Y entiendo y admito que el cine español siempre ha sido una gran familia (dicen ellos), pero sus protagonistas no deberían hacer generalizaciones incluyendo a todo cristo en sus convicciones y deseos. Por ejemplo, el muy sensible y excelente compositor Alberto Iglesias afirma con emoción que el cine de Almodóvar nos ha hecho más libres a todos. Disiento. Mi grado de libertad no le debe nada al arte de ese señor. Y Almodóvar asegura que si a Pedro Sánchez le va muy bien en los próximos cuatros años, nos irá muy bien a todos. Creo que su certidumbre es discutible, o negociable. Qué manía la de querer integrar a todos en su yo. O sea, cada uno es de su padre y de su madre. O de nadie. Ojalá que los desfavorecidos puedan respirar un poco, pero lo único que tengo claro es que le irá muy bien a los de siempre, tan colegas ellos del poder antiguo o nuevo.

¿Y los premios? Bueno, a la persona que más deseaba ver en el escenario era a Pepa Flores o Marisol. Estuve enamorado de ambas. Esta admirable señora no apareció. No debe de creer en el eterno o puntual retorno. Hace mucho tiempo le dijo adiós a todo eso y lo cumplió. Ni honores, ni fama, ni dinero, ni leches. Una persona tan digna como consecuente. Y como tantas veces, no acerté en el reparto con las películas que más me han gustado. Hubo premios muy justitos (bendito sea el concedido a Belén Cuesta) para las angustiosas y poderosas La trinchera infinita e Intemperie. Y varios tirando a menores, aunque el galardonado Eduard Fernández sea uno de los tres o cuatro mejores actores de este país; para la muy estimable Mientras dure la guerra, en la que Karra Elejalde hacía una composición memorable.

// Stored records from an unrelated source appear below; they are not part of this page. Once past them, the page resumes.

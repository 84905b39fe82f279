//! Arena ownership and overload-chain operations
//!
//! The pool owns every node of one tree. All structural mutation goes
//! through it: attaching children, re-parenting, cloning, and the overload
//! chains threaded through function siblings of the same name. Handles stay
//! valid for the life of the pool; nothing is ever deallocated mid-run.

use crate::function::Parameters;
use crate::node::{Genus, Node, NodeData, NodeId};
use ql_arena::Arena;
use ql_intern::{Interner, Symbol};

/// Two functions under one name documenting the same signature
///
/// Reported by [`NodePool::normalize_overloads`]; `node` repeats the
/// documented signature of the earlier `twin`.
#[derive(Copy, Clone, Debug, Eq, PartialEq)]
pub struct DuplicateDoc {
    pub node: NodeId,
    pub twin: NodeId,
}

/// Arena of nodes plus the ownership operations over them
#[derive(Debug, Default)]
pub struct NodePool {
    nodes: Arena<Node>,
}

impl NodePool {
    pub fn new() -> Self {
        Self::default()
    }

    /// Allocates a detached node; attach it with [`NodePool::add_child`].
    pub fn alloc(&mut self, node: Node) -> NodeId {
        self.nodes.alloc(node)
    }

    pub fn node(&self, id: NodeId) -> &Node {
        &self.nodes[id]
    }

    pub fn node_mut(&mut self, id: NodeId) -> &mut Node {
        &mut self.nodes[id]
    }

    pub fn len(&self) -> usize {
        self.nodes.len()
    }

    pub fn is_empty(&self) -> bool {
        self.nodes.is_empty()
    }

    pub fn iter(&self) -> impl Iterator<Item = (NodeId, &Node)> {
        self.nodes.iter()
    }

    /// The ordered children of `parent`, or empty for non-aggregates.
    pub fn children(&self, parent: NodeId) -> &[NodeId] {
        self.nodes[parent]
            .aggregate()
            .map_or(&[], |aggregate| aggregate.children.as_slice())
    }

    /// The head of `parent`'s overload chain for `name`, if any.
    pub fn chain_head(&self, parent: NodeId, name: Symbol) -> Option<NodeId> {
        self.nodes[parent]
            .aggregate()?
            .functions
            .get(&name)
            .copied()
    }

    /// Appends `child` to `parent`'s child sequence and records ownership.
    ///
    /// A function child is also registered in the parent's overload-chain
    /// map: it becomes the head when its name is new, otherwise it is
    /// appended to the tail of the existing chain.
    pub fn add_child(&mut self, parent: NodeId, child: NodeId) {
        self.nodes[child].parent = Some(parent);
        let name = self.nodes[child].name;
        let is_function = self.nodes[child].is_function();
        match self.nodes[parent].aggregate_mut() {
            Some(aggregate) => aggregate.children.push(child),
            None => return,
        }
        if is_function {
            match self.chain_head(parent, name) {
                Some(head) => self.append_overload(head, child),
                None => {
                    if let Some(aggregate) = self.nodes[parent].aggregate_mut() {
                        aggregate.functions.insert(name, child);
                    }
                }
            }
        }
    }

    /// Transfers `child` to a new owner, detaching it from the old one
    /// first. Adopting a shared comment adopts its whole collective.
    pub fn adopt_child(&mut self, parent: NodeId, child: NodeId) {
        if self.nodes[child].parent == Some(parent) {
            return;
        }
        self.detach_child(child);
        self.add_child(parent, child);
        let collective = match &self.nodes[child].data {
            NodeData::SharedComment(shared) => shared.collective.clone(),
            _ => Vec::new(),
        };
        for member in collective {
            self.adopt_child(parent, member);
        }
    }

    /// Removes `child` from its current owner, splicing function children
    /// out of their overload chain. The node itself stays allocated.
    pub fn detach_child(&mut self, child: NodeId) {
        let Some(parent) = self.nodes[child].parent else {
            return;
        };
        if self.nodes[child].is_function() {
            self.remove_overload(parent, child);
        }
        if let Some(aggregate) = self.nodes[parent].aggregate_mut() {
            aggregate.children.retain(|&id| id != child);
        }
        self.nodes[child].parent = None;
    }

    /// Shallow-copies `node` under `new_parent`.
    ///
    /// The copy starts with no parent or chain link of its own, and an
    /// aggregate copy starts empty: children stay owned by the original.
    /// Later mutation of either copy never affects the other.
    pub fn clone_node(&mut self, node: NodeId, new_parent: NodeId) -> NodeId {
        let mut copy = self.nodes[node].clone();
        copy.parent = None;
        if let Some(function) = copy.function_mut() {
            function.next_overload = None;
        }
        if let Some(aggregate) = copy.aggregate_mut() {
            aggregate.children.clear();
            aggregate.functions.clear();
        }
        let id = self.nodes.alloc(copy);
        self.add_child(new_parent, id);
        id
    }

    /// Appends `function` at the tail of the chain starting at `head`,
    /// regardless of overload markers.
    pub fn append_overload(&mut self, head: NodeId, function: NodeId) {
        if head == function {
            return;
        }
        if let Some(data) = self.nodes[function].function_mut() {
            data.next_overload = None;
        }
        let mut tail = head;
        while let Some(next) = self.next_overload(tail) {
            tail = next;
        }
        if let Some(data) = self.nodes[tail].function_mut() {
            data.next_overload = Some(function);
        }
    }

    /// Splices `function` out of its name's chain under `parent`. Removing
    /// the head re-points the map entry at the rest of the chain, or drops
    /// the entry when the chain becomes empty.
    pub fn remove_overload(&mut self, parent: NodeId, function: NodeId) {
        let name = self.nodes[function].name;
        let Some(head) = self.chain_head(parent, name) else {
            return;
        };
        let next = self.next_overload(function);
        if head == function {
            if let Some(aggregate) = self.nodes[parent].aggregate_mut() {
                match next {
                    // IndexMap keeps the entry's position on re-insert.
                    Some(rest) => {
                        aggregate.functions.insert(name, rest);
                    }
                    None => {
                        aggregate.functions.shift_remove(&name);
                    }
                }
            }
        } else {
            self.unlink_from_chain(head, function);
        }
        if let Some(data) = self.nodes[function].function_mut() {
            data.next_overload = None;
        }
    }

    /// Re-points the predecessor of `function` past it. The target's own
    /// next pointer is left for the caller to manage.
    fn unlink_from_chain(&mut self, head: NodeId, function: NodeId) {
        let mut cursor = head;
        while let Some(next) = self.next_overload(cursor) {
            if next == function {
                let after = self.next_overload(function);
                if let Some(data) = self.nodes[cursor].function_mut() {
                    data.next_overload = after;
                }
                return;
            }
            cursor = next;
        }
    }

    /// The first chain entry not explicitly marked as an overload.
    pub fn find_primary_function(&self, head: NodeId) -> Option<NodeId> {
        let mut cursor = Some(head);
        while let Some(id) = cursor {
            let function = self.nodes[id].function()?;
            if !function.overload_flag {
                return Some(id);
            }
            cursor = function.next_overload;
        }
        None
    }

    /// Normalizes every overload chain under `aggregate`, recursively.
    ///
    /// Per chain: a head carrying an explicit overload marker is displaced
    /// by the first unmarked chain entry; internal-status functions move to
    /// the tail; the primary is numbered 0 and the rest ascend in
    /// declaration order. A function repeating the documented signature of
    /// an earlier chain entry is flagged as a duplicate and given its
    /// twin's number instead of a fresh one. The operation is idempotent.
    pub fn normalize_overloads(&mut self, aggregate: NodeId) -> Vec<DuplicateDoc> {
        let mut duplicates = Vec::new();
        self.normalize_aggregate(aggregate, &mut duplicates);
        duplicates
    }

    fn normalize_aggregate(&mut self, aggregate: NodeId, duplicates: &mut Vec<DuplicateDoc>) {
        let names: Vec<Symbol> = match self.nodes[aggregate].aggregate() {
            Some(data) => data.functions.keys().copied().collect(),
            None => return,
        };
        for name in names {
            self.normalize_chain(aggregate, name, duplicates);
        }
        let children = self.children(aggregate).to_vec();
        for child in children {
            if self.nodes[child].is_aggregate() {
                self.normalize_aggregate(child, duplicates);
            }
        }
    }

    fn normalize_chain(&mut self, aggregate: NodeId, name: Symbol, duplicates: &mut Vec<DuplicateDoc>) {
        let Some(mut head) = self.chain_head(aggregate, name) else {
            return;
        };

        // Promote the first unmarked function over a marked head.
        let head_is_marked = self.nodes[head]
            .function()
            .is_some_and(|function| function.overload_flag);
        if head_is_marked {
            if let Some(primary) = self.find_primary_function(head) {
                self.unlink_from_chain(head, primary);
                if let Some(function) = self.nodes[primary].function_mut() {
                    function.next_overload = Some(head);
                }
                if let Some(data) = self.nodes[aggregate].aggregate_mut() {
                    data.functions.insert(name, primary);
                }
                head = primary;
            }
        }

        // Flatten the chain, moving internal functions behind the rest
        // without disturbing their relative order.
        let mut active = Vec::new();
        let mut internal = Vec::new();
        let mut cursor = Some(head);
        while let Some(id) = cursor {
            cursor = self.next_overload(id);
            if id != head && self.nodes[id].is_internal() {
                internal.push(id);
            } else {
                active.push(id);
            }
        }
        active.extend(internal);

        // Relink and renumber. `numbered` holds the non-duplicate entries
        // seen so far, in chain order.
        let mut number: u16 = 0;
        let mut numbered: Vec<NodeId> = Vec::new();
        for position in 0..active.len() {
            let id = active[position];
            let next = active.get(position + 1).copied();
            let mut twin = None;
            for &earlier in &numbered {
                let same = match (self.nodes[id].function(), self.nodes[earlier].function()) {
                    (Some(lhs), Some(rhs)) => lhs.same_documented_signature(rhs),
                    _ => false,
                };
                if same {
                    let twin_number = self.nodes[earlier]
                        .function()
                        .map_or(0, |function| function.overload_number);
                    twin = Some((earlier, twin_number));
                    break;
                }
            }
            let assigned = match twin {
                Some((_, twin_number)) => twin_number,
                None => {
                    let fresh = number;
                    number += 1;
                    fresh
                }
            };
            if let Some(function) = self.nodes[id].function_mut() {
                function.next_overload = next;
                function.overload_number = assigned;
                function.overload_flag = assigned != 0 || twin.is_some();
                function.duplicate = twin.is_some();
            }
            match twin {
                Some((twin_id, _)) => duplicates.push(DuplicateDoc {
                    node: id,
                    twin: twin_id,
                }),
                None => numbered.push(id),
            }
        }
    }

    /// Finds the overload of `name` under `parent` whose parameter types
    /// match `parameters`.
    ///
    /// An empty query prefers a parameterless overload, then falls back to
    /// the first non-internal chain entry, then to the head itself. A typed
    /// query with no exact match finds nothing.
    pub fn find_function_child(
        &self,
        parent: NodeId,
        name: Symbol,
        parameters: &Parameters,
    ) -> Option<NodeId> {
        let head = self.chain_head(parent, name)?;
        let head_data = self.nodes[head].function()?;
        if parameters.is_empty() && head_data.parameters.is_empty() && !self.nodes[head].is_internal()
        {
            return Some(head);
        }

        let mut cursor = Some(head);
        while let Some(id) = cursor {
            let function = self.nodes[id].function()?;
            if function.parameters.count() == parameters.count()
                && !self.nodes[id].is_internal()
                && (parameters.is_empty() || parameters.match_types(&function.parameters))
            {
                return Some(id);
            }
            cursor = function.next_overload;
        }

        if parameters.is_empty() {
            let mut cursor = Some(head);
            while let Some(id) = cursor {
                if !self.nodes[id].is_internal() {
                    return Some(id);
                }
                cursor = self.next_overload(id);
            }
            return Some(head);
        }
        None
    }

    /// Finds a direct child of `parent` named `name` with a compatible
    /// genus. Non-function children win over function chains.
    pub fn find_child_by_name(&self, parent: NodeId, name: Symbol, genus: Genus) -> Option<NodeId> {
        let aggregate = self.nodes[parent].aggregate()?;
        aggregate
            .children
            .iter()
            .copied()
            .find(|&child| {
                let node = &self.nodes[child];
                node.name == name && !node.is_function() && genus.matches(node.genus)
            })
            .or_else(|| aggregate.functions.get(&name).copied())
    }

    /// The `::`-joined path from the root down to `id`. Root nodes with an
    /// empty name contribute nothing.
    pub fn qualified_name(&self, id: NodeId, interner: &Interner) -> String {
        let mut parts = Vec::new();
        let mut cursor = Some(id);
        while let Some(current) = cursor {
            let node = &self.nodes[current];
            let name = interner.resolve(&node.name);
            if !name.is_empty() {
                parts.push(name);
            }
            cursor = node.parent;
        }
        parts.reverse();
        parts.join("::")
    }

    /// Whether `shared` is a shared comment whose collective consists of
    /// UI-language properties (a property group).
    pub fn is_property_group(&self, shared: NodeId) -> bool {
        match &self.nodes[shared].data {
            NodeData::SharedComment(data) => {
                !data.collective.is_empty()
                    && data
                        .collective
                        .iter()
                        .all(|&member| self.nodes[member].is_qml_property())
            }
            _ => false,
        }
    }

    fn next_overload(&self, id: NodeId) -> Option<NodeId> {
        self.nodes[id].function().and_then(|function| function.next_overload)
    }
}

Creo que la Academia respiró tranquila al poder conceder la parte del león a su deseado Pedro Almodóvar, al que lógicamente, por razones obvias relacionadas con la calidad (y en el caso de Los amantes pasajeros solo funcionaba la vergüenza ajena) no habían podido conceder su amor desde la muy buena Volver. Dolor y gloria se lo ponía fácil a sus deseos. Es autobiográfica, intimista, presuntamente dolorida, sentida y trascendente. Hay cosas en ella que incluso me gustan a mí: la recreación de su infancia, la evocación de la madre (es verdaderamente emotiva la secuencia entre la magnífica Julieta Serrano y Banderas), la cinefilia y el despertar sexual del crío, el brillante desenlace de la historia. Pero permanezco indiferente o cansado ante la personalidad de ese creador que se siente seco, su depresión, su acorralamiento íntimo, su soledad, su reencuentro con una amistad y una colaboración profesional que se torció, con el antiguo amante que nunca dejó de desearle, con la heroína como remedio para cauterizar el dolor interno y externo y que proporciona un nirvana provisional. No soporto al personaje, me parece tan envarado, pretencioso y falso como casi siempre. Pero reconozco que Banderas interpreta muy bien a Almodóvar.